A solidão mascarada de comédia em “Rent-a-Cat”
Muitas são as pessoas que combatem a solidão humana recorrendo a animais de estimação. No Japão os gatos são vistos como animais de respeito e elemento fundamental na cultura nipónica, num contexto que se expande aos videojogos ou animação.
“Rent-a-Cat”, da cineasta Naoko Ogigami, é uma comédia (com toques dramáticos) centrada numa jovem mulher, Sayoko, que vive sozinha com os seus gatos e decide abrir um negócio de aluguer de gatos. As situações são exploradas com um tom cómico. A maior parte dos personagens tem alguns toques cartoonescos ou vários estereótipos nipónicos para que seja fácil relacionarmo-nos imediatamente com eles. Essa fina camada emocional existe para esconder um tema mais profundo: a solidão. Este é um dos temas mais preocupantes da sociedade japonesa actual, além de ser também um problema mundial.

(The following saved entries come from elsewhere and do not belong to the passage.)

#[cfg(test)]
mod tests {
    use super::*;

    fn sample(r: u8, g: u8, b: u8) -> ColorSample {
        ColorSample::from_rgb(Rgb::new(r, g, b))
    }

    #[test]
    fn test_temperature_extremes() {
        assert_eq!(color_temperature(Rgb::new(255, 0, 0)), 100.0);
        assert_eq!(color_temperature(Rgb::new(0, 0, 255)), -100.0);
        assert_eq!(color_temperature(Rgb::new(128, 200, 128)), 0.0);
    }

    #[test]
    fn test_temperature_summary() {
        let summary = summarize_temperature(&[sample(255, 0, 0), sample(0, 0, 255)]).unwrap();
        assert_eq!(summary.average, 0.0);
        assert_eq!(summary.position, 50.0);
        assert_eq!(summary.category, TemperatureCategory::Warm);

        let hot = summarize_temperature(&[sample(255, 0, 0)]).unwrap();
        assert_eq!(hot.category, TemperatureCategory::VeryWarm);
        // Position clamps away from the gauge edge
        assert_eq!(hot.position, POSITION_MAX);

        let cold = summarize_temperature(&[sample(0, 0, 255)]).unwrap();
        assert_eq!(cold.category, TemperatureCategory::VeryCool);
        assert_eq!(cold.position, POSITION_MIN);

        assert!(summarize_temperature(&[]).is_none());
    }

    #[test]
    fn test_temperature_category_thresholds() {
        assert_eq!(TemperatureCategory::classify(-50.1), TemperatureCategory::VeryCool);
        assert_eq!(TemperatureCategory::classify(-50.0), TemperatureCategory::Cool);
        assert_eq!(TemperatureCategory::classify(-0.1), TemperatureCategory::Cool);
        assert_eq!(TemperatureCategory::classify(0.0), TemperatureCategory::Warm);
        assert_eq!(TemperatureCategory::classify(49.9), TemperatureCategory::Warm);
        assert_eq!(TemperatureCategory::classify(50.0), TemperatureCategory::VeryWarm);
    }

    #[test]
    fn test_design_psychology_achromatic_cases() {
        let white = classify_psychology(Hsl::new(0, 0, 95), PsychologyMode::Design);
        assert_eq!(white.feeling, "Pure & Clean");

        let black = classify_psychology(Hsl::new(0, 0, 5), PsychologyMode::Design);
        assert_eq!(black.feeling, "Powerful & Formal");

        let gray = classify_psychology(Hsl::new(200, 10, 50), PsychologyMode::Design);
        assert_eq!(gray.feeling, "Neutral & Balanced");

        // Saturated but extreme lightness still routes here
        let glare = classify_psychology(Hsl::new(120, 80, 95), PsychologyMode::Design);
        assert_eq!(glare.feeling, "Pure & Clean");
    }

    #[test]
    fn test_design_psychology_band_edges() {
        let mode = PsychologyMode::Design;
        assert_eq!(classify_psychology(Hsl::new(0, 80, 50), mode).feeling, "Passionate & Energetic");
        assert_eq!(classify_psychology(Hsl::new(14, 80, 50), mode).feeling, "Passionate & Energetic");
        assert_eq!(classify_psychology(Hsl::new(345, 80, 50), mode).feeling, "Passionate & Energetic");
        assert_eq!(classify_psychology(Hsl::new(344, 80, 50), mode).feeling, "Romantic & Compassionate");
        assert_eq!(classify_psychology(Hsl::new(15, 80, 50), mode).feeling, "Creative & Enthusiastic");
        assert_eq!(classify_psychology(Hsl::new(45, 80, 50), mode).feeling, "Cheerful & Optimistic");
        assert_eq!(classify_psychology(Hsl::new(75, 80, 50), mode).feeling, "Growth & Harmony");
        assert_eq!(classify_psychology(Hsl::new(164, 80, 50), mode).feeling, "Growth & Harmony");
        assert_eq!(classify_psychology(Hsl::new(165, 80, 50), mode).feeling, "Trust & Stability");
        assert_eq!(classify_psychology(Hsl::new(255, 80, 50), mode).feeling, "Creative & Luxurious");
        assert_eq!(classify_psychology(Hsl::new(285, 80, 50), mode).feeling, "Romantic & Compassionate");
    }

    #[test]
    fn test_artistic_psychology_sub_branches() {
        let mode = PsychologyMode::Artistic;
        assert_eq!(classify_psychology(Hsl::new(0, 0, 90), mode).feeling, "Soft Highlights");
        assert_eq!(classify_psychology(Hsl::new(0, 0, 10), mode).feeling, "Deep Shadows");
        assert_eq!(classify_psychology(Hsl::new(0, 10, 50), mode).feeling, "Neutral Tones");

        assert_eq!(classify_psychology(Hsl::new(10, 80, 50), mode).feeling, "Bold Reds");
        assert_eq!(classify_psychology(Hsl::new(10, 40, 50), mode).feeling, "Warm Skin Tones");
        assert_eq!(classify_psychology(Hsl::new(330, 90, 50), mode).feeling, "Bold Reds");
        assert_eq!(classify_psychology(Hsl::new(45, 80, 50), mode).feeling, "Warm Accents");
        assert_eq!(classify_psychology(Hsl::new(100, 60, 30), mode).feeling, "Natural Darks");
        assert_eq!(classify_psychology(Hsl::new(100, 60, 60), mode).feeling, "Life & Growth");
        assert_eq!(classify_psychology(Hsl::new(220, 80, 50), mode).feeling, "Cool Depths");
        assert_eq!(classify_psychology(Hsl::new(220, 30, 50), mode).feeling, "Cool Shadows");
        assert_eq!(classify_psychology(Hsl::new(300, 60, 50), mode).feeling, "Mystical Purples");
    }

    #[test]
    fn test_value_distribution() {
        let colors = [
            sample(10, 10, 10),    // value 4: shadow
            sample(120, 120, 120), // value 47: midtone
            sample(250, 250, 250), // value 98: highlight
            sample(255, 255, 255), // highlight
        ];
        let dist = value_distribution(&colors);
        assert_eq!(dist.shadows.count, 1);
        assert_eq!(dist.midtones.count, 1);
        assert_eq!(dist.highlights.count, 2);
        assert_eq!(dist.shadows.percentage, 25.0);
        assert_eq!(dist.highlights.percentage, 50.0);
        assert_eq!(dist.total, 4);

        let empty = value_distribution(&[]);
        assert_eq!(empty.total, 0);
        assert_eq!(empty.shadows.count, 0);
    }

    #[test]
    fn test_saturation_mood() {
        let vibrant = saturation_mood(&[sample(255, 0, 0), sample(0, 255, 0)]).unwrap();
        assert_eq!(vibrant.mood, SaturationMood::Vibrant);
        assert_eq!(vibrant.average_saturation, 100.0);

        let muted = saturation_mood(&[sample(100, 100, 100), sample(110, 100, 100)]).unwrap();
        assert_eq!(muted.mood, SaturationMood::Muted);

        assert!(saturation_mood(&[]).is_none());
        assert!(!vibrant.mood.title().is_empty());
        assert!(!muted.mood.description().is_empty());
    }

    #[test]
    fn test_most_interesting_prefers_saturated_midtones() {
        let dark_fill = sample(5, 5, 5);
        let vivid = sample(200, 40, 40);
        let washed = sample(250, 240, 240);
        let colors = [dark_fill.clone(), vivid.clone(), washed];

        assert_eq!(most_interesting(&colors).unwrap(), &vivid);
        assert!(most_interesting(&[]).is_none());

        // Ties keep the earliest entry
        let colors = [dark_fill.clone(), sample(0, 0, 0)];
        assert_eq!(most_interesting(&colors).unwrap(), &dark_fill);
    }

    #[test]
    fn test_filter_interesting() {
        let colors = [
            sample(5, 5, 5),       // too dark
            sample(250, 250, 250), // too light
            sample(128, 128, 128), // no saturation
            sample(200, 60, 60),   // keeper
        ];
        let kept = filter_interesting(&colors);
        assert_eq!(kept.len(), 1);
        assert_eq!(kept[0].rgb, Rgb::new(200, 60, 60));
    }
}
use crate::app::page::PageView;
use crate::app::state::AppState;
use crate::app::workflow::analyze_topic;
use crate::domain::post::model::SentimentResult;
use crate::infra::chart::ChartImages;
use crate::types::{AppError, AppResult};
use anyhow::Context;
use axum::extract::{Query, State};
use axum::response::Html;
use axum::routing::get;
use axum::{Form, Router};
use serde::Deserialize;
use tower_http::cors::CorsLayer;
use tower_http::services::ServeDir;
use tower_http::trace::{DefaultMakeSpan, DefaultOnResponse, TraceLayer};

/// num_records 未指定時の取得件数
pub const DEFAULT_NUM_RECORDS: u32 = 10;

/// フォームまたはクエリで受け取るパラメータ
#[derive(Debug, Default, Clone, Deserialize)]
pub struct AnalyzeParams {
    pub topic: Option<String>,
    pub num_records: Option<String>,
}

impl AnalyzeParams {
    /// フォームの値を優先し、無い項目はクエリの値で補う
    pub fn merge(form: Option<AnalyzeParams>, query: AnalyzeParams) -> Self {
        let form = form.unwrap_or_default();
        Self {
            topic: non_empty(form.topic).or_else(|| non_empty(query.topic)),
            num_records: non_empty(form.num_records).or_else(|| non_empty(query.num_records)),
        }
    }
}

fn non_empty(value: Option<String>) -> Option<String> {
    value.filter(|v| !v.trim().is_empty())
}

/// キャッシュキー `"<topic>_<limit>"`
pub fn cache_key(topic: &str, limit: u32) -> String {
    format!("{}_{}", topic, limit)
}

/// 取得件数を検証する（未指定なら既定値）
pub fn parse_num_records(raw: Option<&str>) -> AppResult<u32> {
    match raw {
        None => Ok(DEFAULT_NUM_RECORDS),
        Some(raw) => match raw.trim().parse::<u32>() {
            Ok(n) if n > 0 => Ok(n),
            _ => Err(AppError::bad_request("num_records must be a positive integer")),
        },
    }
}

/// ルーティングを構築
pub fn create_router(state: AppState) -> Router {
    let static_files = ServeDir::new(&state.static_dir);

    Router::new()
        .route("/api/sentiment/", get(index).post(index))
        .route("/api/sentiment/analyze", get(analyze).post(analyze))
        .nest_service("/static", static_files)
        .layer(CorsLayer::permissive())
        .layer(
            TraceLayer::new_for_http()
                .make_span_with(DefaultMakeSpan::new().level(tracing::Level::INFO))
                .on_response(DefaultOnResponse::new().level(tracing::Level::INFO)),
        )
        .with_state(state)
}

async fn index(State(state): State<AppState>) -> AppResult<Html<String>> {
    let html = state.page.render(&PageView::index(DEFAULT_NUM_RECORDS))?;
    Ok(Html(html))
}

async fn analyze(
    State(state): State<AppState>,
    Query(query): Query<AnalyzeParams>,
    form: Option<Form<AnalyzeParams>>,
) -> AppResult<Html<String>> {
    let params = AnalyzeParams::merge(form.map(|Form(f)| f), query);
    let topic = params
        .topic
        .ok_or_else(|| AppError::bad_request("Topic is required"))?;
    let limit = parse_num_records(params.num_records.as_deref())?;

    let key = cache_key(&topic, limit);
    if let Some(html) = state.cache.get(&key).await {
        tracing::info!("キャッシュから応答: key={}", key);
        return Ok(Html(html));
    }

    let results = analyze_topic(
        state.repository.as_ref(),
        state.source.as_ref(),
        state.scorer.as_ref(),
        &topic,
        limit,
    )
    .await?;

    let images = render_charts(&state, results.clone(), &topic).await?;
    let html = state
        .page
        .render(&PageView::analyzed(&topic, limit, &results, images))?;

    state.cache.set(&key, html.clone()).await;
    Ok(Html(html))
}

/// グラフ描画はブロッキングスレッドで行う
async fn render_charts(
    state: &AppState,
    results: Vec<SentimentResult>,
    topic: &str,
) -> anyhow::Result<ChartImages> {
    let renderer = state.renderer.clone();
    let topic = topic.to_string();

    let images = tokio::task::spawn_blocking(move || renderer.render(&results, &topic))
        .await
        .context("グラフ描画タスクの実行に失敗")?
        .context("グラフの描画に失敗")?;
    Ok(images)
}
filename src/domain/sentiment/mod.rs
pub mod scorer;

pub use scorer::{SentimentScorer, VaderScorer};

use crate::domain::post::model::{Post, SentimentResult};

/// 投稿ごとに本文の複合スコアを計算し、符号で分類する
///
/// 入力と同じ順序で結果を返す。
pub fn analyse_sentiment(posts: &[Post], scorer: &dyn SentimentScorer) -> Vec<SentimentResult> {
    posts
        .iter()
        .map(|post| {
            let score = scorer.compound(&post.content);
            SentimentResult::new(post.title.clone(), post.content.clone(), score)
        })
        .collect()
}
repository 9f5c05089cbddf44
pub mod file;
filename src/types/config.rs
use thiserror::Error;

/// 設定関連のエラー型
/// 環境変数の欠落や設定値の検証エラーを定義
#[derive(Error, Debug)]
pub enum ConfigError {
    /// 環境変数が見つからない
    #[error("環境変数が見つかりません: {name}")]
    MissingEnvironmentVariable { name: String },

    /// 設定値が不正
    #[error("設定値が不正です: {name}={value} ({reason})")]
    InvalidValue {
        name: String,
        value: String,
        reason: String,
    },
}

impl ConfigError {
    /// 環境変数不足エラーを作成
    pub fn missing_env_var<N: Into<String>>(name: N) -> Self {
        Self::MissingEnvironmentVariable { name: name.into() }
    }

    /// 不正な設定値エラーを作成
    pub fn invalid_value<N, V, R>(name: N, value: V, reason: R) -> Self
    where
        N: Into<String>,
        V: Into<String>,
        R: Into<String>,
    {
        Self::InvalidValue {
            name: name.into(),
            value: value.into(),
            reason: reason.into(),
        }
    }
}

/// 設定エラーのResult型エイリアス
pub type ConfigResult<T> = std::result::Result<T, ConfigError>;
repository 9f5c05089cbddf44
pub mod api;
pub mod cache;
pub mod chart;
pub mod config;
pub mod db;
pub mod logger;
pub mod storage;
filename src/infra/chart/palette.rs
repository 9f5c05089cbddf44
use image::Rgb;

/// 青→灰→赤の発散カラーマップの基準色
const COOLWARM: [(f32, [f32; 3]); 3] = [
    (0.0, [59.0, 76.0, 192.0]),
    (0.5, [221.0, 221.0, 221.0]),
    (1.0, [180.0, 4.0, 38.0]),
];

/// 紫→青緑→黄の知覚的に均一なカラーマップの基準色
const VIRIDIS: [(f32, [f32; 3]); 5] = [
    (0.0, [68.0, 1.0, 84.0]),
    (0.25, [59.0, 82.0, 139.0]),
    (0.5, [33.0, 145.0, 140.0]),
    (0.75, [94.0, 201.0, 98.0]),
    (1.0, [253.0, 231.0, 37.0]),
];

fn interpolate(stops: &[(f32, [f32; 3])], t: f32) -> Rgb<u8> {
    let t = t.clamp(0.0, 1.0);
    let upper = stops
        .iter()
        .position(|(pos, _)| *pos >= t)
        .unwrap_or(stops.len() - 1)
        .max(1);
    let (p0, c0) = stops[upper - 1];
    let (p1, c1) = stops[upper];
    let local = if p1 > p0 { (t - p0) / (p1 - p0) } else { 0.0 };

    let channel = |i: usize| (c0[i] + (c1[i] - c0[i]) * local).round() as u8;
    Rgb([channel(0), channel(1), channel(2)])
}

/// 棒の本数に応じてcoolwarmから等間隔に色を取る
///
/// 両端の極端な色を避けるため、区間を n+1 等分した内側の点を使う。
pub fn coolwarm(n: usize) -> Vec<Rgb<u8>> {
    (0..n)
        .map(|i| interpolate(&COOLWARM, (i as f32 + 1.0) / (n as f32 + 1.0)))
        .collect()
}

/// 0.0〜1.0の位置に対応するviridisの色
pub fn viridis(t: f32) -> Rgb<u8> {
    interpolate(&VIRIDIS, t)
}
use crate::app::page::PageTemplate;
use crate::domain::post::repository::PostRepository;
use crate::domain::sentiment::SentimentScorer;
use crate::infra::api::reddit::PostSource;
use crate::infra::cache::ResponseCache;
use crate::infra::chart::ChartRenderer;
use std::path::PathBuf;
use std::sync::Arc;

/// ハンドラー間で共有する依存関係
#[derive(Clone)]
pub struct AppState {
    pub repository: Arc<dyn PostRepository>,
    pub source: Arc<dyn PostSource>,
    pub scorer: Arc<dyn SentimentScorer>,
    pub cache: Arc<dyn ResponseCache>,
    pub renderer: ChartRenderer,
    pub page: Arc<PageTemplate>,
    pub static_dir: PathBuf,
}
use crate::domain::post::model::SentimentResult;
use crate::infra::chart::ChartImages;
use anyhow::{Context, Result};
use serde::Serialize;

const INDEX_TEMPLATE: &str = include_str!("../../templates/index.html");

/// 結果テーブルの1行
#[derive(Debug, Clone, Serialize)]
pub struct ResultRow {
    pub title: String,
    pub content: String,
    pub sentiment: String,
    /// 小数4桁に整形したスコア
    pub score: String,
}

impl From<&SentimentResult> for ResultRow {
    fn from(result: &SentimentResult) -> Self {
        Self {
            title: result.title.clone(),
            content: result.content.clone(),
            sentiment: result.sentiment.to_string(),
            score: format!("{:.4}", result.score),
        }
    }
}

/// テンプレートに渡す表示用データ
#[derive(Debug, Clone, Serialize)]
pub struct PageView {
    pub has_topic: bool,
    pub topic: String,
    pub num_records: u32,
    pub has_results: bool,
    pub results: Vec<ResultRow>,
    pub bar_chart_b64: String,
    pub word_cloud_b64: String,
}

impl PageView {
    /// 入力フォームのみの初期画面
    pub fn index(default_num_records: u32) -> Self {
        Self {
            has_topic: false,
            topic: String::new(),
            num_records: default_num_records,
            has_results: false,
            results: Vec::new(),
            bar_chart_b64: String::new(),
            word_cloud_b64: String::new(),
        }
    }

    /// 分析結果とグラフを含む画面
    pub fn analyzed(topic: &str, num_records: u32, results: &[SentimentResult], images: ChartImages) -> Self {
        Self {
            has_topic: true,
            topic: topic.to_string(),
            num_records,
            has_results: !results.is_empty(),
            results: results.iter().map(ResultRow::from).collect(),
            bar_chart_b64: images.bar_chart,
            word_cloud_b64: images.word_cloud,
        }
    }
}

/// コンパイル済みのページテンプレート
pub struct PageTemplate {
    template: mustache::Template,
}

impl PageTemplate {
    pub fn new() -> Result<Self> {
        let template = mustache::compile_str(INDEX_TEMPLATE).context("ページテンプレートのコンパイルに失敗")?;
        Ok(Self { template })
    }

    pub fn render(&self, view: &PageView) -> Result<String> {
        self.template
            .render_to_string(view)
            .context("ページの描画に失敗")
    }
}
pub mod post;
pub mod sentiment;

O principal objectivo de Sayoko é alugar gatos a pessoas solitárias, que não tenham companhia e que vejam nestes animais um possível amigo. Ao longo da narrativa vamos conhecendo diversas personagens que se enquadram num universo estereotipado japonês: a senhora idosa que vive sozinha e que no passado teve um gato; o homem de negócios que vive longe da família e que tem uma imagem descuidada (porque, teoricamente, nenhum homem no Japão sabe cuidar de si mesmo – ironia); a rapariga que vive insatisfeita com o seu trabalho e que nunca explorou o mundo. Todos estas personagens simbolizam diferentes classes e faixas etárias no Japão e apontam preocupações actuais.
“Rent-a-Cat” aponta para o Japão e grita a largos pulmões por ajuda a nível social. O que fazer a milhares de pessoas que vivem isoladas porque a sociedade japonesa não as consegue integrar? Ou simplesmente porque a vida as encaminhou nesta direcção. Deste ponto de vista, “Rent-a-Cat” ultrapassa a sua fronteira e olha para o mundo.
A personagem de Sayoko é bastante interessante de um ponto de vista mais profundo. À superfície é apenas uma jovem mulher que viveu com a avó, agora falecida, e que agora vive com dezenas de gatos. Além da sua principal ocupação a alugar gatos, Sayoko tem outros trabalhos (ou será tudo apenas uma ilusão?) que vão desde cartomante a vender acções na bolsa. É nesta mistura cómica que o drama é explorado. Sayoko é uma pessoa bastante solitária que deseja encontrar um marido, embora essa solidão não se reflita nas suas acções, já que parece viver tranquila com os seus gatos. É apenas no confronto com a sua vizinha (?!) que Sayoko demonstra mais a sua frustração.
“Rent-a-Cat” não é um filme criativamente complexo ou denso, é apenas uma elaboração cómica e algo exagerada (será?) do que a solidão simboliza para várias pessoas e de como os gatos podem ajudar-nos a combater essa tristeza/vazio. Não existem planos elaborados, uma montagem eximia ou uma banda sonora cativante. Tudo é simples do ponto de vista técnico e resulta tudo bem por ser assim.
Naoko Ogigami explora de forma bastante consistente os medos e confrontos da sociedade global, inserindo sempre personagens carismáticas ou momentos caricatos, próprios da cultura japonesa, mas facilmente compreendidos por todos os espectadores.